Si vous êtes comme moi, vous connaissez les moulins à vent et les moulins à eau. Il y a peu, lors d’un séjour en Bavière, j’ai découvert qu’il existait un troisième type: le moulin à marbre 

Avant tout, il faut savoir que ce moulin particulier utilise la force de l’eau qui provient des très belles gorges de l’Almbach. A l’entrée des gorges, on voit directement le plus vieux moulin à marbre de l’Allemagne. Il transforme des morceaux de marbre en boules parfaitement lisses et ce depuis 1683…

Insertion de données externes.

//! Flat-map format implementation
//!
//! The flat-map format stores every node as a record in one JSON object keyed by node id.
//! Structure is carried by each record's `parentId`; the root has `parentId: null`.
//!
//! ```json
//! {
//!   "hoisted": [],
//!   "nodes": {
//!     "5f0c…": {"text": "Once", "parentId": null, "unread": false, "collapsed": false,
//!                "bookmarked": false, "color": null, "lastVisited": 1704067200000,
//!                "children": ["9a1e…"]},
//!     "9a1e…": {"text": " upon", "parentId": "5f0c…", …, "children": []}
//!   },
//!   "current": "5f0c…",
//!   "generating": null
//! }
//! ```
//!
//! # Identity
//!
//! Encoding re-keys the tree: every node receives a freshly generated UUID and the ids of
//! the input tree are dropped. Decoding uses the map keys as ids.
//!
//! # Ordering
//!
//! Decoding rebuilds children purely from `parentId` links, scanning `nodes` in map order;
//! the records' own `children` arrays are not consulted. `nodes` is an [`IndexMap`] and
//! serde_json is built with `preserve_order`, so map order is the key order of the JSON text.
//! The encoder writes records in pre-order, which makes `decode(encode(tree))` keep the
//! original child order. Documents written by tools that reorder keys decode in their key
//! order instead.
//!
//! # Several roots
//!
//! When more than one record has `parentId: null`, the decoder hangs all of them under a
//! synthetic root with a fresh id and empty text, in discovery order.

mod parser;
mod serializer;

pub use parser::{decode, decode_document, decode_value};
pub use serializer::{encode, encode_at};

use crate::error::FormatError;
use crate::format::Format;
use crate::formats::common::{to_json, JsonOptions};
use crate::tree::LoomTree;
use indexmap::IndexMap;
use serde::{Deserialize, Deserializer, Serialize};
use serde_json::Value;
use std::collections::HashMap;

/// Top-level flat-map document.
#[derive(Debug, Clone, PartialEq, Serialize, Deserialize)]
pub struct FlatMapDocument {
    #[serde(default)]
    pub hoisted: Vec<String>,
    pub nodes: IndexMap<String, FlatRecord>,
    #[serde(default)]
    pub current: Option<String>,
    #[serde(default)]
    pub generating: Option<Value>,
}

/// One node record, keyed by its id in [`FlatMapDocument::nodes`].
#[derive(Debug, Clone, PartialEq, Serialize, Deserialize)]
#[serde(rename_all = "camelCase")]
pub struct FlatRecord {
    pub text: String,
    /// Required, but may be `null` (root records).
    #[serde(deserialize_with = "nullable")]
    pub parent_id: Option<String>,
    #[serde(default)]
    pub unread: bool,
    #[serde(default)]
    pub collapsed: bool,
    #[serde(default)]
    pub bookmarked: bool,
    #[serde(default)]
    pub color: Option<String>,
    #[serde(default)]
    pub last_visited: Option<i64>,
    #[serde(default)]
    pub children: Vec<String>,
}

// A plain `Option` field would make `parentId` optional; routing it through a
// `deserialize_with` keeps it required while still accepting `null`.
fn nullable<'de, D>(deserializer: D) -> Result<Option<String>, D::Error>
where
    D: Deserializer<'de>,
{
    Option::<String>::deserialize(deserializer)
}

/// Format implementation for the flat-map format
pub struct FlatMapFormat;

impl Format for FlatMapFormat {
    fn name(&self) -> &str {
        "flatmap"
    }

    fn description(&self) -> &str {
        "Map of node records linked by parentId"
    }

    fn file_extensions(&self) -> &[&str] {
        &["flatmap"]
    }

    fn supports_parsing(&self) -> bool {
        true
    }

    fn supports_serialization(&self) -> bool {
        true
    }

    fn sniff(&self, source: &Value) -> bool {
        source.get("nodes").is_some_and(Value::is_object)
    }

    fn parse(&self, source: &str) -> Result<LoomTree, FormatError> {
        decode(source)
    }

    fn serialize(&self, tree: &LoomTree) -> Result<String, FormatError> {
        self.serialize_with_options(tree, &HashMap::new())
    }

    fn serialize_with_options(
        &self,
        tree: &LoomTree,
        options: &HashMap<String, String>,
    ) -> Result<String, FormatError> {
        let options = JsonOptions::from_params(self.name(), options, &[])?;
        to_json(&encode(tree), options.pretty)
    }
}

Ce moulin à marbre (Kugelmühle) est situé juste à côté de la route entre Berchtesgaden et Salzbourg. 

Les gorges

Parfaitement aménagées et sécurisées, on s’y déplace facilement sous le bruit impressionnant des chutes.

Le moulin à marbre

Comment les billes sont faites:
Les morceaux de marbre sont collectés et découpés puis les morceaux  cubiques entrent dans le broyeur à boulets.
Cette construction spéciale comprend la meule fixe inférieure (en grès dur de l’Obersalzberg) et la plaque tournante supérieure (en bois de hêtre), sur laquelle est fixée la roue hydraulique (en bois de mélèze).
Le temps de broyage est de 2 à 8 jours, en fonction de la taille souhaitée. Les balles doivent ensuite être polies. (source)

Youtube nous fournit ci-dessous une courte vidéo du procédé:

J’espère que vous aurez apprécié la balade ainsi que la découverte.

A bientôt pour d’autres découvertes.

PS:

Pour faire plaisir, entre autres à Dany, voilà 2 photos: une de la bille de marbre que j’ai achetée en souvenir (le diamètre de celle-ci est d’environ 4 cm) et une d’une vitrine (d’où les reflets) donnant quelques explications dans la langue de Goethe.